| WORK ITEM |
The answer must consist of every line below that contains the word "parsing".
"""
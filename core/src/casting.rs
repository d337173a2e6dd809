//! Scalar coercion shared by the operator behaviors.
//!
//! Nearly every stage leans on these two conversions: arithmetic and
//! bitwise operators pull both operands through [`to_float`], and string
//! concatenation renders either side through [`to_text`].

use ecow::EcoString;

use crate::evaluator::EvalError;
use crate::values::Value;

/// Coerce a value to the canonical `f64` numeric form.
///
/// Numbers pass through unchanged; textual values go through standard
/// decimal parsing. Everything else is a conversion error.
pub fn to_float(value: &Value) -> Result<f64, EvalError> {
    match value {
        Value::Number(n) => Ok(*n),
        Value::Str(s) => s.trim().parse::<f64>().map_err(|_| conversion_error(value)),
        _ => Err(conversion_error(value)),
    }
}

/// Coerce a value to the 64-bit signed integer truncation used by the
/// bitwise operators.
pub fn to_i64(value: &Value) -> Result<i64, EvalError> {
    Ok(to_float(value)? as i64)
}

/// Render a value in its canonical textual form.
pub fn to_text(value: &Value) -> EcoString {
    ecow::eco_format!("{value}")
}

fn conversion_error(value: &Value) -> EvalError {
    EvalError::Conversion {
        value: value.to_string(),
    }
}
"""
"""
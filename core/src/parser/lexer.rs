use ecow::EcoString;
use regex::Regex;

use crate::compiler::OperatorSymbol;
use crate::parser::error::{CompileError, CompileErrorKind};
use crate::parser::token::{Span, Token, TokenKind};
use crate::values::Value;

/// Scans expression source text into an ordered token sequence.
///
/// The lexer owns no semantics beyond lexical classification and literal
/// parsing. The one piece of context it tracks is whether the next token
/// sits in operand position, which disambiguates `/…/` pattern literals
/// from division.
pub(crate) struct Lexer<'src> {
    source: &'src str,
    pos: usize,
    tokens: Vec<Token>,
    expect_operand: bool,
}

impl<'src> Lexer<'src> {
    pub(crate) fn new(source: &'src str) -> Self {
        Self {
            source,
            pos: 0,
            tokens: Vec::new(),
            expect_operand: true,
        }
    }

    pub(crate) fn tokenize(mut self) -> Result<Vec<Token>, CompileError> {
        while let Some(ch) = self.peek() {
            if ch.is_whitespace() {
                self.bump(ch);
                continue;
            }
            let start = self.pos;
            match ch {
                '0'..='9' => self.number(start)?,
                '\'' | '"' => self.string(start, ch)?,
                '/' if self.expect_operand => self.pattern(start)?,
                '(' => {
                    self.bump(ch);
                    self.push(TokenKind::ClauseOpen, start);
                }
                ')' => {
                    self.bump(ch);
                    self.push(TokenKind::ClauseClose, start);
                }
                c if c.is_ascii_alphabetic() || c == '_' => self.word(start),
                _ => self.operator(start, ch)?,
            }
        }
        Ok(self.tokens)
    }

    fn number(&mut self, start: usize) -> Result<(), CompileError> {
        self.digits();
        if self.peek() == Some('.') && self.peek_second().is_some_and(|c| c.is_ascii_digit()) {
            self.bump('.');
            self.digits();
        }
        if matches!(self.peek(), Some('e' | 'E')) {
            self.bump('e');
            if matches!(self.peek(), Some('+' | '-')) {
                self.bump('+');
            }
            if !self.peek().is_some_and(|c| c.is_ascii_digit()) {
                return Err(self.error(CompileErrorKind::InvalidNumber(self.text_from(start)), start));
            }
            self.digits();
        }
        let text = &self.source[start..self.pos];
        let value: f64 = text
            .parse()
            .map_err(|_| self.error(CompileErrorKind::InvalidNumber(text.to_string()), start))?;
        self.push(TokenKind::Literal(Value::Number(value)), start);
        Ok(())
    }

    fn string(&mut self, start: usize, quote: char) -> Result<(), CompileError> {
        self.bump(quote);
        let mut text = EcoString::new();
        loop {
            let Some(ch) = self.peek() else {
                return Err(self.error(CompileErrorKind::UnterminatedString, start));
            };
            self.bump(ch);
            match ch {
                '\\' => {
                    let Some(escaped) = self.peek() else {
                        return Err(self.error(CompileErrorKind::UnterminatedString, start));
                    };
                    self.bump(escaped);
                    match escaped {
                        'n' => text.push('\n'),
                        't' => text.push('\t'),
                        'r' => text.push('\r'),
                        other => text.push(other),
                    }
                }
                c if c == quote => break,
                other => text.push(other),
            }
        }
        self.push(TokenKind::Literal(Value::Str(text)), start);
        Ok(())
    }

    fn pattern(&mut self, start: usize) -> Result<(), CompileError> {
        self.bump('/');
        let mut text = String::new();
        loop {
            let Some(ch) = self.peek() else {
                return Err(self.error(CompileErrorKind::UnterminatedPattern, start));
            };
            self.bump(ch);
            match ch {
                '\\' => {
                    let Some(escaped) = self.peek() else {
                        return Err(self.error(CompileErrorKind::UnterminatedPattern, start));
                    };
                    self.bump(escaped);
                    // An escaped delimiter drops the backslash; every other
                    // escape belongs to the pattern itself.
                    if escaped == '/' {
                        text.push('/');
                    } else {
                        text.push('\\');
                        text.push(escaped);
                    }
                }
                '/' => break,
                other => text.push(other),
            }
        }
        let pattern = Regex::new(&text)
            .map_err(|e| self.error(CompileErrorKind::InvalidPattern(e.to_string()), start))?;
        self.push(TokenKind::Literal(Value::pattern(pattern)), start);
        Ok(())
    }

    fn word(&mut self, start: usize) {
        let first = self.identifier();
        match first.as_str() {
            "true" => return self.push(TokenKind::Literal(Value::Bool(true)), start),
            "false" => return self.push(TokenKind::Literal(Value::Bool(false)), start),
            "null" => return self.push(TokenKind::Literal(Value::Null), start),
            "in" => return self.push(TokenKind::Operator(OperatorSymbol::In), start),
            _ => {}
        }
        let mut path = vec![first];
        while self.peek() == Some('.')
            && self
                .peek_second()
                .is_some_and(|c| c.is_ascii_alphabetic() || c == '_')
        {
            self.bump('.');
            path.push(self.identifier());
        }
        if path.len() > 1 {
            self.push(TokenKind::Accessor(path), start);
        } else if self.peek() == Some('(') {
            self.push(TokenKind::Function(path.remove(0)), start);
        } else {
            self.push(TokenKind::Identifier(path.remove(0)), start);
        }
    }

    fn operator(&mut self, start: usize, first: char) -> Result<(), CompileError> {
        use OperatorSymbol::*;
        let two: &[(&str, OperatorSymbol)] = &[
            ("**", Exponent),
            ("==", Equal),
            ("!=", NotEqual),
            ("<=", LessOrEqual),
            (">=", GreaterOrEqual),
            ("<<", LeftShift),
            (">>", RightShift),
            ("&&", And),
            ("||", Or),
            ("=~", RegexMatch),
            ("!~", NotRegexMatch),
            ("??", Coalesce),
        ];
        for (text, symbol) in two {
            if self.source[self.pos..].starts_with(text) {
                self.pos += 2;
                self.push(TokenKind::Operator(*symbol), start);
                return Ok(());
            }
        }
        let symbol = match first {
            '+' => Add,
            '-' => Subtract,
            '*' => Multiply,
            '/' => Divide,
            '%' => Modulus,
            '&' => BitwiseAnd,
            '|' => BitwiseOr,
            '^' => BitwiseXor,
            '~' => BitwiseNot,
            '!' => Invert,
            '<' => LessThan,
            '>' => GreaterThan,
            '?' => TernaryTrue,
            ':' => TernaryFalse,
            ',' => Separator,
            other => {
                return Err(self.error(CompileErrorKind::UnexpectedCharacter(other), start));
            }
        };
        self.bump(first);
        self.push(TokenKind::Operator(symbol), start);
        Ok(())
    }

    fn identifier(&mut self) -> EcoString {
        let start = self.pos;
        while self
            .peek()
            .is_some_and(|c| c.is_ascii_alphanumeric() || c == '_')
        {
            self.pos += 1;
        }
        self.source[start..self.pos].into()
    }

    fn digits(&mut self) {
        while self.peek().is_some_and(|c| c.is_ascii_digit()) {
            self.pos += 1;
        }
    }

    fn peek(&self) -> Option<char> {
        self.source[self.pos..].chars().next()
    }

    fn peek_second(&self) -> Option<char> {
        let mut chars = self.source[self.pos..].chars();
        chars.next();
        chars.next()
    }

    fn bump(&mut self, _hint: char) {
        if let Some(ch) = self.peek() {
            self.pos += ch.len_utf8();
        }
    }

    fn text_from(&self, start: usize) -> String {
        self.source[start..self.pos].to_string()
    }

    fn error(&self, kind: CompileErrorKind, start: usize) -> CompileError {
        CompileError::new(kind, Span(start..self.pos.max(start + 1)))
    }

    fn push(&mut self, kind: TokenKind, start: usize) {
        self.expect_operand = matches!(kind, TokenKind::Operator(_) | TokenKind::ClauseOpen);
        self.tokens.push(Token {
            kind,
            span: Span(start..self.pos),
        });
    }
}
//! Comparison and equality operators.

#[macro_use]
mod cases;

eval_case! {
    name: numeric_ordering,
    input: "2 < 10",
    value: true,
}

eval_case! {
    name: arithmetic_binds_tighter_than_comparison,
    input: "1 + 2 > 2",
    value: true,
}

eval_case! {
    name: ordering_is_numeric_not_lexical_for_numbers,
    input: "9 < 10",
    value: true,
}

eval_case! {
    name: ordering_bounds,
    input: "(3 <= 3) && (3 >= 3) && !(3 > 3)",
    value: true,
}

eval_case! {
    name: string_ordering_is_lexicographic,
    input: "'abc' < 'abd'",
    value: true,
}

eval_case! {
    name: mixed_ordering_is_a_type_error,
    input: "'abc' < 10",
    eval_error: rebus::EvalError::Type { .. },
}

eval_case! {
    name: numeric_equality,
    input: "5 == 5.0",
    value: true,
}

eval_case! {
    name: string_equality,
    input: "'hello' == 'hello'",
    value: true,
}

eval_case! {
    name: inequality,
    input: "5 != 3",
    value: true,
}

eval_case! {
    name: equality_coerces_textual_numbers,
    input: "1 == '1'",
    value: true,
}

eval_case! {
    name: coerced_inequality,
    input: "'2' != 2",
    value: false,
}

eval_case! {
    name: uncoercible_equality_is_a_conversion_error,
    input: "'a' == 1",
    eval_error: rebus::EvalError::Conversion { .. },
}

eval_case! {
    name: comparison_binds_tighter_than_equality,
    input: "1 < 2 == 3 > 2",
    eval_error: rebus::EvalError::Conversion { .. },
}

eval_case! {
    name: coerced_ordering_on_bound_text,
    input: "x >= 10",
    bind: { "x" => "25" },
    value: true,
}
"""
| WRITTEN ANSWER |
/// decimal parsing. Everything else is a conversion error.
/// parsing. The one piece of context it tracks is whether the next token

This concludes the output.